Bir Zamanlar Çukurova’nın Çetin’i Aras Şenol İle Keyifli Bir Sohbet

ATV ekranlarında yayınlanan, perşembe gününün vazgeçilmez dizisi Bir Zamanlar Çukurova’da Çetin karakterine hayat veren yetenekli oyuncu Aras Şenol ile birlikte keyifli bir sohbet gerçekleştirdik.

Biz, onu Yılmaz’ın (Uğur Güneş) yakın dostu, Ali Rahmet Fekeli’nin (Kerem Alışık) sağ kolu olarak tanıdık, bunların yanında şu sıralarda da Selin Genç  ile olan partnerliğini severek takip etmekteyiz.

Aras Şenol, 4 Temmuz 1993 İstanbul doğumludur. Sevilen oyuncu, Yeditepe Üniversitesi Tiyatro mezunu. Tiyatro oyunculuğunun yanı sıra 2018’den beri Bir Zamanlar Çukurova dizisinde Çetin karakterini canlandırmaktadır. 182 cm boyunda, 74 kilo ve Yengeç burcudur.                

Gelin beraber Aras Şenol’u daha yakından tanıyalım ve merak ettiklerimizi kendisine soralım.

Aras Şenol

Merhaba Aras Bey, biraz klasik bir giriş yapacağız 🙂 İnsanlar sizi Bir Zamanlar Çukurova’nın Çetin’i olarak tanıyor, peki gerçek hayattaki Aras Şenol nasıl biridir?

İnsanın kendini tanımlaması biraz zor ama dostlarımın bana genel olarak söylediği eğlenceli, gülmeyi seven biri olduğum. Anda kalmayı seviyorum. Her anın tadını çıkarmaya çalışıyorum.

Bir Zamanlar Çukurova serüveniniz nasıl başladı? Senaryoyu okuduğunuzda ne hissettiniz?

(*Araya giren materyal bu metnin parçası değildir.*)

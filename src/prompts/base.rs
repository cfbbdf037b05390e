//! Built-in prompt body used when no override template matches.

use super::tools::fill_tool_names;

/// Opening line of the built-in prompt.
pub const AGENT_IDENTITY: &str =
    "You are an interactive CLI agent that helps users with software engineering tasks.";

/// Built-in instructions with `{TOOL}` placeholders.
const BASE_TEMPLATE: &str = r#"You are an interactive CLI agent that helps users with software engineering tasks. Your primary goal is to help users safely and efficiently, adhering strictly to the following instructions and using the tools available to you.

# Core Mandates

- **Conventions:** Follow the existing conventions of the project when reading or modifying code. Read surrounding code, tests, and configuration first.
- **Libraries and frameworks:** NEVER assume a library or framework is available. Check how the project declares its dependencies (for example `Cargo.toml`, `package.json`, `requirements.txt`) and what neighboring files import before using one.
- **Style and structure:** Match the formatting, naming, typing, and architectural patterns of the code you are changing.
- **Idiomatic changes:** Understand the local context (imports, functions, types) so that your edits integrate naturally.
- **Comments:** Add comments sparingly. Describe *what* non-obvious code does, not the history of the change. Never talk to the user through code comments.
- **Proactiveness:** Fulfill the request thoroughly, including directly implied follow-up actions.
- **Confirm ambiguity:** Do not take significant actions beyond the clear scope of the request without asking first. If asked *how* to do something, explain first instead of doing it.
- **Explaining changes:** Do not summarize your changes after finishing unless asked.
- **Paths:** Always pass absolute paths to file tools such as '{READ_FILE}' and '{WRITE_FILE}'. Relative paths are not supported; combine the project root with the file's relative path.
- **Reverting:** Do not revert changes unless they caused an error or the user asked you to.

# Primary Workflows

## Software Engineering Tasks
When asked to fix bugs, add features, refactor, or explain code, follow this sequence:
1. **Understand:** Use '{GREP}' and '{GLOB}' extensively, in parallel when the searches are independent, to learn the file structure, existing patterns, and conventions. Use '{READ_FILE}' and '{READ_MANY_FILES}' to validate assumptions.
2. **Plan:** Build a grounded plan. Share a concise version with the user when it helps them follow along. Include writing or updating tests as part of the plan.
3. **Implement:** Use '{EDIT}', '{WRITE_FILE}', and '{SHELL}' to carry out the plan while honoring the Core Mandates.
4. **Verify (tests):** Run the project's own test procedure. Find the right command from build files or README; never assume a standard test command.
5. **Verify (standards):** After changing code, run the project's build, lint, and type-check commands (for example `cargo clippy`, `npm run lint`, `ruff check .`). If you are unsure which command to use, ask the user whether they want it run and how.

## New Applications
When asked to build a new application:
1. **Understand requirements:** Identify the core features, desired look and feel, platform, and constraints. Ask targeted questions if critical information is missing.
2. **Propose a plan:** Present a short high-level summary: application type, key technologies, main features, and the intended user experience.
3. **Get approval.**
4. **Implement:** Scaffold with '{SHELL}' (for example `cargo new`, `npm init`, `npx create-react-app`), then build each feature. Create or source placeholder assets where needed so the prototype is usable.
5. **Verify:** Fix bugs and deviations from the plan, and make sure the project builds without errors.
6. **Solicit feedback:** Explain how to start the application and ask for feedback.

# Operational Guidelines

## Tone and Style (CLI Interaction)
- **Concise and direct:** Be professional and brief, as suits a terminal.
- **Minimal output:** Aim for fewer than three lines of text per response when practical. Focus strictly on the user's query.
- **Clarity over brevity when needed:** Prefer completeness when an explanation is essential or the request is ambiguous.
- **No chitchat:** Skip preambles ("Okay, I will now...") and postambles ("I have finished..."). Get straight to the action or answer.
- **Formatting:** Use GitHub-flavored Markdown; responses are rendered in monospace.
- **Tools vs. text:** Use tools for actions and text only for communication.
- **Inability to fulfill:** If you cannot or will not do something, say so in one or two sentences and offer alternatives where appropriate.

## Security and Safety Rules
- **Explain critical commands:** Before running a '{SHELL}' command that modifies the file system, codebase, or system state, briefly explain its purpose and potential impact. The user will be asked to confirm the tool call.
- **Security first:** Never introduce code that exposes, logs, or commits secrets, API keys, or other sensitive information.

## Tool Usage
- **File paths:** Always use absolute paths with file tools.
- **Parallelism:** Run independent tool calls in parallel.
- **Command execution:** Use '{SHELL}' to run shell commands, explaining modifying commands first.
- **Background processes:** Run long-lived processes such as servers in the background with `&`. Ask the user if you are unsure.
- **Interactive commands:** Avoid commands that require user interaction (for example `git rebase -i`). Prefer non-interactive flags such as `npm init -y`, and tell the user when an interactive command may hang.
- **Remembering facts:** Use '{MEMORY}' to store user-specific facts or preferences when the user explicitly asks, or when a short, clear preference would help personalize future sessions. Do not use it for general project context.
- **Respect confirmations:** If the user cancels a tool call, do not attempt the same call again unless they ask for it. Consider alternative approaches instead.

## Interaction Details
- **Help:** The user can run '/help' to see available commands.
- **Feedback:** To report a bug or provide feedback, use the /bug command."#;

/// Closing reminder appended after the environment-specific sections.
const FINAL_REMINDER_TEMPLATE: &str = r#"# Final Reminder

Your core function is efficient and safe assistance. Balance conciseness with the clarity needed, especially around safety and system changes. Respect the user's control and the project's conventions. Never assume the contents of a file; use '{READ_FILE}' or '{READ_MANY_FILES}' to check. Keep going until the user's request is completely resolved."#;

/// Returns the built-in prompt body with tool names filled in.
pub fn base_prompt() -> String {
    fill_tool_names(BASE_TEMPLATE)
}

/// Returns the closing reminder of the built-in prompt.
pub fn final_reminder() -> String {
    fill_tool_names(FINAL_REMINDER_TEMPLATE)
}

Ben, diziye 7. bölümde dahil oldum. Adana’ya geldiğimde henüz dört bölüm yayınlanmıştı. Hemen açıp hepsini tek solukta bitirdim. Hikaye, beni inanılmaz etkilemişti. Böyle bir hikayede ve bu projede olmak çok güzel.

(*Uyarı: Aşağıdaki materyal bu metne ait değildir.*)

//! Connection-keyed system prompt overrides.

use serde::{Deserialize, Serialize};

use super::ConfigResult;
use crate::selector::urls_match;

/// A template that replaces the built-in prompt body for specific endpoints and models.
#[derive(Debug, Clone, Default, PartialEq, Eq, Serialize, Deserialize)]
pub struct PromptMapping {
    #[serde(default, rename = "baseUrls")]
    pub base_urls: Vec<String>,

    #[serde(default, rename = "modelNames")]
    pub model_names: Vec<String>,

    #[serde(default)]
    pub template: String,
}

impl PromptMapping {
    pub fn new(template: impl Into<String>) -> Self {
        Self {
            template: template.into(),
            ..Default::default()
        }
    }

    pub fn with_base_url(mut self, url: impl Into<String>) -> Self {
        self.base_urls.push(url.into());
        self
    }

    pub fn with_model(mut self, model: impl Into<String>) -> Self {
        self.model_names.push(model.into());
        self
    }

    /// Both the base URL (ignoring one trailing `/`) and the model name (exact)
    /// must be listed.
    pub fn matches(&self, base_url: &str, model_name: &str) -> bool {
        self.base_urls.iter().any(|u| urls_match(u, base_url))
            && self.model_names.iter().any(|m| m == model_name)
    }
}

/// Caller-supplied override configuration.
#[derive(Debug, Clone, Default, PartialEq, Eq, Serialize, Deserialize)]
pub struct PromptConfig {
    #[serde(
        default,
        rename = "systemPromptMappings",
        skip_serializing_if = "Option::is_none"
    )]
    pub system_prompt_mappings: Option<Vec<PromptMapping>>,
}

impl PromptConfig {
    pub fn new() -> Self {
        Self::default()
    }

    pub fn with_mapping(mut self, mapping: PromptMapping) -> Self {
        self.system_prompt_mappings
            .get_or_insert_with(Vec::new)
            .push(mapping);
        self
    }

    pub fn mappings(&self) -> Option<&[PromptMapping]> {
        self.system_prompt_mappings.as_deref()
    }

    /// Parses a settings document. Keys other than `systemPromptMappings` are ignored.
    ///
    /// Template content is not inspected; an empty template is kept and simply
    /// never selected.
    pub fn from_json_str(content: &str) -> ConfigResult<Self> {
        Ok(serde_json::from_str(content)?)
    }
}

#[cfg(test)]
mod tests {
    use super::*;
    use crate::config::ConfigError;
    use serde_json::json;

    #[test]
    fn test_mapping_requires_both_fields() {
        let mapping = PromptMapping::new("T1")
            .with_base_url("https://api.example.com")
            .with_model("gpt-4");

        assert!(mapping.matches("https://api.example.com", "gpt-4"));
        assert!(mapping.matches("https://api.example.com/", "gpt-4"));
        assert!(!mapping.matches("https://api.example.com", "gpt-3.5-turbo"));
        assert!(!mapping.matches("https://api.other.com", "gpt-4"));
    }

    #[test]
    fn test_mapping_without_models_never_matches() {
        let mapping = PromptMapping::new("T1").with_base_url("https://api.example.com");
        assert!(!mapping.matches("https://api.example.com", "gpt-4"));
    }

    #[test]
    fn test_model_name_is_exact() {
        let mapping = PromptMapping::new("T1")
            .with_base_url("https://api.example.com")
            .with_model("gpt-4");
        assert!(!mapping.matches("https://api.example.com", "GPT-4"));
        assert!(!mapping.matches("https://api.example.com", "gpt-4 "));
    }

    #[test]
    fn test_deserialize_settings_document() {
        let doc = json!({
            "theme": "dark",
            "systemPromptMappings": [
                {
                    "baseUrls": ["https://api.example.com"],
                    "modelNames": ["gpt-4"],
                    "template": "Custom template"
                }
            ]
        });

        let config = PromptConfig::from_json_str(&doc.to_string()).unwrap();
        let mappings = config.mappings().unwrap();
        assert_eq!(mappings.len(), 1);
        assert_eq!(mappings[0].base_urls, vec!["https://api.example.com"]);
        assert_eq!(mappings[0].model_names, vec!["gpt-4"]);
        assert_eq!(mappings[0].template, "Custom template");
    }

    #[test]
    fn test_missing_mappings_is_none() {
        let config = PromptConfig::from_json_str("{}").unwrap();
        assert!(config.mappings().is_none());
    }

    #[test]
    fn test_empty_template_accepted() {
        let doc = json!({
            "systemPromptMappings": [
                { "baseUrls": ["https://a"], "modelNames": ["m"], "template": "ok" },
                { "baseUrls": ["https://b"], "modelNames": ["m"], "template": "" },
                { "baseUrls": ["https://c"], "modelNames": ["m"] }
            ]
        });

        let config = PromptConfig::from_json_str(&doc.to_string()).unwrap();
        let templates: Vec<_> = config
            .mappings()
            .unwrap()
            .iter()
            .map(|m| m.template.as_str())
            .collect();
        assert_eq!(templates, vec!["ok", "", ""]);
    }

    #[test]
    fn test_invalid_json() {
        let err = PromptConfig::from_json_str("{ not json").unwrap_err();
        assert!(matches!(err, ConfigError::Serialization(_)));
    }

    #[test]
    fn test_with_mapping_preserves_order() {
        let config = PromptConfig::new()
            .with_mapping(PromptMapping::new("first"))
            .with_mapping(PromptMapping::new("second"));

        let templates: Vec<_> = config
            .mappings()
            .unwrap()
            .iter()
            .map(|m| m.template.as_str())
            .collect();
        assert_eq!(templates, vec!["first", "second"]);
    }
}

ARAS ŞENOL: “BİR ZAMANLAR ÇUKUROVA’DA YEŞİLÇAM ETKİSİ VAR.”

Bir Zamanlar Çukurova dizisinin bu kadar sevilmesi hakkında ne düşünüyorsunuz? Size göre dizinin başarılı olmasındaki en önemli etken nedir?

Bence bunun ilk nedeni, bir dönem hikayesi olması. İnsanların özlediği, izlemek istediği bir dönemde geçiyor dizi. Yeşilçam etkisi var. Bu, seyirciyi etkilemiş olabilir diye düşünüyorum. İkinci neden ise karakterler. Dizideki her karakterin haklı sebepleri var. Seyirci bütün karakterler ile özdeşlik kurabiliyor. Bence, bu da dizinin izlenebilirliğini artırıyor.

İlk televizyon projeniz olan Bir Zamanlar Çukurova dizisindeki “Çetin” karakterinin sizdeki yerini açıklar mısınız? Çetin ile olan benzer veya farklı yönlerinizden bahseder misiniz?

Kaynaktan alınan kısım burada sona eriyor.